(Data excerpts)
//! Durable record of failed steps.
//!
//! The ledger file is JSON Lines: one `{"step_index","voltage","reason"}`
//! object per line, in record order. `persist` writes a temporary file in
//! the destination directory, syncs it and renames it over the target, so a
//! crash mid-write leaves either the old file or the new one, never a mix.
//!
//! Records are append-only and never deduplicated on write. A file that
//! accumulated several passes can hold the same step more than once;
//! [`RetryLedger::replay_queue`] keeps the most recent reason per step.

use super::step_queue::{ScanStep, StepQueue};
use crate::error::{AppResult, ScanError};
use serde::{Deserialize, Serialize};
use std::collections::HashMap;
use std::fs;
use std::io::{BufRead, BufReader, ErrorKind, Write};
use std::path::Path;
use tempfile::NamedTempFile;
use tracing::{debug, info};

/// One failed step and why it failed.
#[derive(Debug, Clone, PartialEq, Serialize, Deserialize)]
pub struct FailedStep {
    /// Index of the failed step.
    pub step_index: u32,
    /// Commanded setpoint.
    pub voltage: f64,
    /// Failure reason.
    pub reason: String,
}

impl FailedStep {
    /// The step to re-run.
    pub fn step(&self) -> ScanStep {
        ScanStep::new(self.step_index, self.voltage)
    }
}

/// Append-only list of [`FailedStep`]s for one pass.
#[derive(Debug, Clone, Default)]
pub struct RetryLedger {
    entries: Vec<FailedStep>,
}

impl RetryLedger {
    /// Empty ledger.
    pub fn new() -> Self {
        Self::default()
    }

    /// Append a failure.
    pub fn record(&mut self, step_index: u32, voltage: f64, reason: impl Into<String>) {
        let reason = reason.into();
        debug!(step_index, voltage, reason = %reason, "step recorded for retry");
        self.entries.push(FailedStep {
            step_index,
            voltage,
            reason,
        });
    }

    /// Failures in recording order.
    pub fn entries(&self) -> &[FailedStep] {
        &self.entries
    }

    /// Number of recorded failures.
    pub fn len(&self) -> usize {
        self.entries.len()
    }

    /// No failures recorded.
    pub fn is_empty(&self) -> bool {
        self.entries.is_empty()
    }

    /// Write every entry to `path`, atomically replacing any previous file.
    ///
    /// Unchanged contents always produce byte-identical files.
    pub fn persist(&self, path: impl AsRef<Path>) -> AppResult<()> {
        let path = path.as_ref();
        let to_error = |source: std::io::Error| ScanError::Persistence {
            path: path.to_path_buf(),
            source,
        };

        let dir = match path.parent() {
            Some(parent) if !parent.as_os_str().is_empty() => parent,
            _ => Path::new("."),
        };
        let mut tmp = NamedTempFile::new_in(dir).map_err(to_error)?;
        for entry in &self.entries {
            let line = serde_json::to_string(entry)
                .map_err(|e| to_error(std::io::Error::new(ErrorKind::InvalidData, e)))?;
            tmp.write_all(line.as_bytes()).map_err(to_error)?;
            tmp.write_all(b"\n").map_err(to_error)?;
        }
        tmp.flush().map_err(to_error)?;
        tmp.as_file().sync_all().map_err(to_error)?;
        tmp.persist(path).map_err(|e| to_error(e.error))?;

        info!(path = %path.display(), entries = self.entries.len(), "retry ledger persisted");
        Ok(())
    }

    /// Read a ledger file. A missing file is an empty ledger.
    ///
    /// # Errors
    /// - `ScanError::LedgerFormat` with the one-based line of the first bad record
    /// - `ScanError::Persistence` if the file exists but cannot be read
    pub fn load(path: impl AsRef<Path>) -> AppResult<Vec<FailedStep>> {
        let path = path.as_ref();
        let file = match fs::File::open(path) {
            Ok(file) => file,
            Err(e) if e.kind() == ErrorKind::NotFound => {
                debug!(path = %path.display(), "no retry ledger, nothing to replay");
                return Ok(Vec::new());
            }
            Err(source) => {
                return Err(ScanError::Persistence {
                    path: path.to_path_buf(),
                    source,
                })
            }
        };

        let mut entries = Vec::new();
        for (n, line) in BufReader::new(file).lines().enumerate() {
            let line = line.map_err(|source| ScanError::Persistence {
                path: path.to_path_buf(),
                source,
            })?;
            if line.trim().is_empty() {
                continue;
            }
            let entry =
                serde_json::from_str(&line).map_err(|source| ScanError::LedgerFormat {
                    path: path.to_path_buf(),
                    line: n + 1,
                    source,
                })?;
            entries.push(entry);
        }
        Ok(entries)
    }

    /// Queue of steps to re-run: one per step index, in first-seen order,
    /// with the voltage of its most recent record.
    pub fn replay_queue(entries: &[FailedStep]) -> AppResult<StepQueue> {
        let mut order: Vec<u32> = Vec::new();
        let mut latest: HashMap<u32, &FailedStep> = HashMap::new();
        for entry in entries {
            if latest.insert(entry.step_index, entry).is_none() {
                order.push(entry.step_index);
            }
        }
        let steps = order
            .iter()
            .filter_map(|index| latest.get(index).map(|entry| entry.step()))
            .collect();
        StepQueue::new(steps)
    }

    /// Most recent reason recorded for each step index.
    pub fn latest_reasons(entries: &[FailedStep]) -> HashMap<u32, &str> {
        entries
            .iter()
            .map(|entry| (entry.step_index, entry.reason.as_str()))
            .collect()
    }
}

#[cfg(test)]
mod tests {
    use super::*;

    #[test]
    fn missing_file_is_empty() {
        let dir = tempfile::tempdir().unwrap();
        let loaded = RetryLedger::load(dir.path().join("absent.jsonl")).unwrap();
        assert!(loaded.is_empty());
    }

    #[test]
    fn format_is_one_json_object_per_line() {
        let dir = tempfile::tempdir().unwrap();
        let path = dir.path().join("ledger.jsonl");
        let mut ledger = RetryLedger::new();
        ledger.record(0, 1.5, "intensity unstable");
        ledger.persist(&path).unwrap();

        let text = fs::read_to_string(&path).unwrap();
        assert_eq!(
            text,
            "{\"step_index\":0,\"voltage\":1.5,\"reason\":\"intensity unstable\"}\n"
        );
    }

    #[test]
    fn round_trip_preserves_order_and_values_and_persist_is_stable() {
        let dir = tempfile::tempdir().unwrap();
        let path = dir.path().join("ledger.jsonl");
        let mut ledger = RetryLedger::new();
        ledger.record(3, -0.25, "intensity unstable");
        ledger.record(0, 0.125, "protocol-timeout");
        ledger.record(3, -0.25, "frequency and intensity unstable");
        ledger.record(7, 9.75, "actuation: rejected \"set 12 V\"\nlimit 10 V");
        ledger.record(1, 0.0, "session-aborted: Connection lost: peer reset\tafter ARM");

        ledger.persist(&path).unwrap();
        let first = fs::read(&path).unwrap();
        ledger.persist(&path).unwrap();
        assert_eq!(fs::read(&path).unwrap(), first);
        assert_eq!(first.iter().filter(|&&b| b == b'\n').count(), 5);

        let loaded = RetryLedger::load(&path).unwrap();
        assert_eq!(loaded, ledger.entries());
    }

    #[test]
    fn corrupt_line_is_reported_with_its_number() {
        let dir = tempfile::tempdir().unwrap();
        let path = dir.path().join("ledger.jsonl");
        fs::write(
            &path,
            "{\"step_index\":0,\"voltage\":1.0,\"reason\":\"x\"}\n\nnot json\n",
        )
        .unwrap();
        match RetryLedger::load(&path) {
            Err(ScanError::LedgerFormat { line, .. }) => assert_eq!(line, 3),
            other => panic!("unexpected: {other:?}"),
        }
    }

    #[test]
    fn unwritable_directory_is_a_persistence_error() {
        let dir = tempfile::tempdir().unwrap();
        let path = dir.path().join("missing-dir").join("ledger.jsonl");
        let mut ledger = RetryLedger::new();
        ledger.record(1, 0.0, "protocol-timeout");
        assert!(matches!(
            ledger.persist(&path),
            Err(ScanError::Persistence { .. })
        ));
    }

    #[test]
    fn failed_persist_keeps_previous_file() {
        let dir = tempfile::tempdir().unwrap();
        let path = dir.path().join("ledger.jsonl");
        let mut ledger = RetryLedger::new();
        ledger.record(1, 0.0, "protocol-timeout");
        ledger.persist(&path).unwrap();
        let before = fs::read(&path).unwrap();

        // A directory squatting on the target makes the final rename fail.
        let blocked = dir.path().join("blocked");
        fs::create_dir(&blocked).unwrap();
        fs::write(blocked.join("keep"), b"x").unwrap();
        ledger.record(2, 0.5, "intensity unstable");
        assert!(ledger.persist(&blocked).is_err());

        assert_eq!(fs::read(&path).unwrap(), before);
    }

    #[test]
    fn replay_dedupes_keeping_latest_record() {
        let entries = vec![
            FailedStep {
                step_index: 4,
                voltage: 0.4,
                reason: "intensity unstable".into(),
            },
            FailedStep {
                step_index: 2,
                voltage: 0.2,
                reason: "protocol-timeout".into(),
            },
            FailedStep {
                step_index: 4,
                voltage: 0.4,
                reason: "frequency unstable".into(),
            },
        ];
        let steps: Vec<ScanStep> = RetryLedger::replay_queue(&entries).unwrap().collect();
        assert_eq!(steps, vec![ScanStep::new(4, 0.4), ScanStep::new(2, 0.2)]);
        assert_eq!(
            RetryLedger::latest_reasons(&entries).get(&4),
            Some(&"frequency unstable")
        );
    }
}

**What you will do:** For the word "protocol", count the lines of the records above that hold it and state only that count.

**The completed task:** 4